The Rätisches Grauvieh is an endangered Swiss breed of cattle from the Graubünden region in eastern Switzerland. It is a smaller type of the Tiroler Grauvieh breed of Alpine grey cattle. In the 1920s, it was absorbed into the Braunvieh population. In 1985, the population was re-established through the introduction of cattle of the similar Albula type from Austria. Like the Rhaetian Alps, it is named after the Ancient Roman province of Rhaetia.

== History ==

In Graubünden, in eastern Switzerland, there were two strains of the Alpine Tiroler Grauvieh: the large and heavy Oberländer type, and the smaller Albula type. They were triple-purpose animals, reared for draught use, milk, and meat. In the 1920s, they were absorbed into the Braunvieh population. In 1985, cattle of the Albula type were re-introduced to the area from Austria by ProSpecieRara in order to re-establish the breed.

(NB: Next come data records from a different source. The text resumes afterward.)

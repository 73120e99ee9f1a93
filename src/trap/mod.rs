// trap/mod.rs
// The planar four-electrode trap: fixed geometry and drive plus the single particle it holds.

pub mod charge;
pub mod drive;
pub mod field;
pub mod geometry;

#[cfg(test)]
mod tests;

pub use charge::{solve_charges, ElectrodeCharges};
pub use drive::{ElectrodeDrive, VoltageDifferences};
pub use field::field_at;
pub use geometry::Capacitance;

use ultraviolet::DVec2;

use crate::config::TrapConfig;
use crate::error::TrapError;
use crate::simulation::TrajectorySample;
use crate::species::ChargedParticle;

/// Particle attached to a trap together with its starting state.
#[derive(Clone, Copy, Debug, PartialEq)]
pub struct TrappedParticle {
    pub particle: ChargedParticle,
    pub position: DVec2,
    pub velocity: DVec2,
}

/// One trap instance.
///
/// Configuration and the derived drive/capacitance values are fixed at
/// construction. Only the attached particle and the trajectory of the most
/// recent run change afterwards.
pub struct Trap {
    config: TrapConfig,
    capacitance: Capacitance,
    drive: ElectrodeDrive,
    pub(crate) ion: Option<TrappedParticle>,
    pub(crate) trajectory: Vec<TrajectorySample>,
}

impl Trap {
    pub fn new(config: TrapConfig) -> Result<Self, TrapError> {
        config.validate()?;
        let capacitance = Capacitance::from_geometry(config.spacing, config.electrode_radius)?;
        let drive = ElectrodeDrive::new(&config);
        log::debug!(
            "trap d={:e} m r={:e} m v_rf={} V f={:e} Hz phase={} deg c={:e} F/m",
            config.spacing,
            config.electrode_radius,
            config.rf_amplitude,
            config.rf_frequency,
            config.rf_phase_deg,
            capacitance.c_next
        );
        Ok(Self {
            config,
            capacitance,
            drive,
            ion: None,
            trajectory: Vec::new(),
        })
    }

    /// Attach the particle and its initial state, replacing any previous one.
    pub fn add_ion(&mut self, particle: ChargedParticle, x: f64, y: f64, vx: f64, vy: f64) {
        self.ion = Some(TrappedParticle {
            particle,
            position: DVec2::new(x, y),
            velocity: DVec2::new(vx, vy),
        });
    }

    pub fn ion(&self) -> Option<&TrappedParticle> {
        self.ion.as_ref()
    }

    pub fn config(&self) -> &TrapConfig {
        &self.config
    }

    pub fn capacitance(&self) -> Capacitance {
        self.capacitance
    }

    pub fn drive(&self) -> &ElectrodeDrive {
        &self.drive
    }

    /// Samples of the most recent run; empty before the first run.
    pub fn trajectory(&self) -> &[TrajectorySample] {
        &self.trajectory
    }

    /// Electrode charges at time `t`, recomputed from scratch.
    pub fn charges_at(&self, t: f64) -> ElectrodeCharges {
        solve_charges(self.drive.differences_at(t), &self.capacitance)
    }

    pub fn e_field_at(&self, pos: DVec2, t: f64) -> DVec2 {
        field_at(pos, &self.charges_at(t), self.config.spacing)
    }

    /// Acceleration of a particle with ratio `q_to_m` (C/kg) at `pos` and time `t`.
    #[inline]
    pub fn acceleration_at(&self, pos: DVec2, t: f64, q_to_m: f64) -> DVec2 {
        self.e_field_at(pos, t) * q_to_m
    }

    /// Strictly inside the open interval (r, d−r) on both axes.
    #[inline]
    pub fn is_confined(&self, pos: DVec2) -> bool {
        let lo = self.config.electrode_radius;
        let hi = self.config.spacing - self.config.electrode_radius;
        pos.x > lo && pos.x < hi && pos.y > lo && pos.y < hi
    }
}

In 2015, a population of 2,000 was reported.

Only five of the 35 cattle breeds once documented in Switzerland remain today, including the Rätisches Grauvieh.

== Characteristics ==
The Rätisches Grauvieh has a grey-black coat and curved horns. It is a robust and undemanding breed, well suited to extensive Alpine agriculture. Its ability to thrive on rough forage makes it especially adapted to mountainous regions. Today, it is primarily kept as a dual-purpose breed for milk and meat.

The breed is also known for its calm temperament, vitality, and suitability for high-altitude terrain. It is described as undemanding and adaptable, and is valued for traits such as good fertility and ease of calving.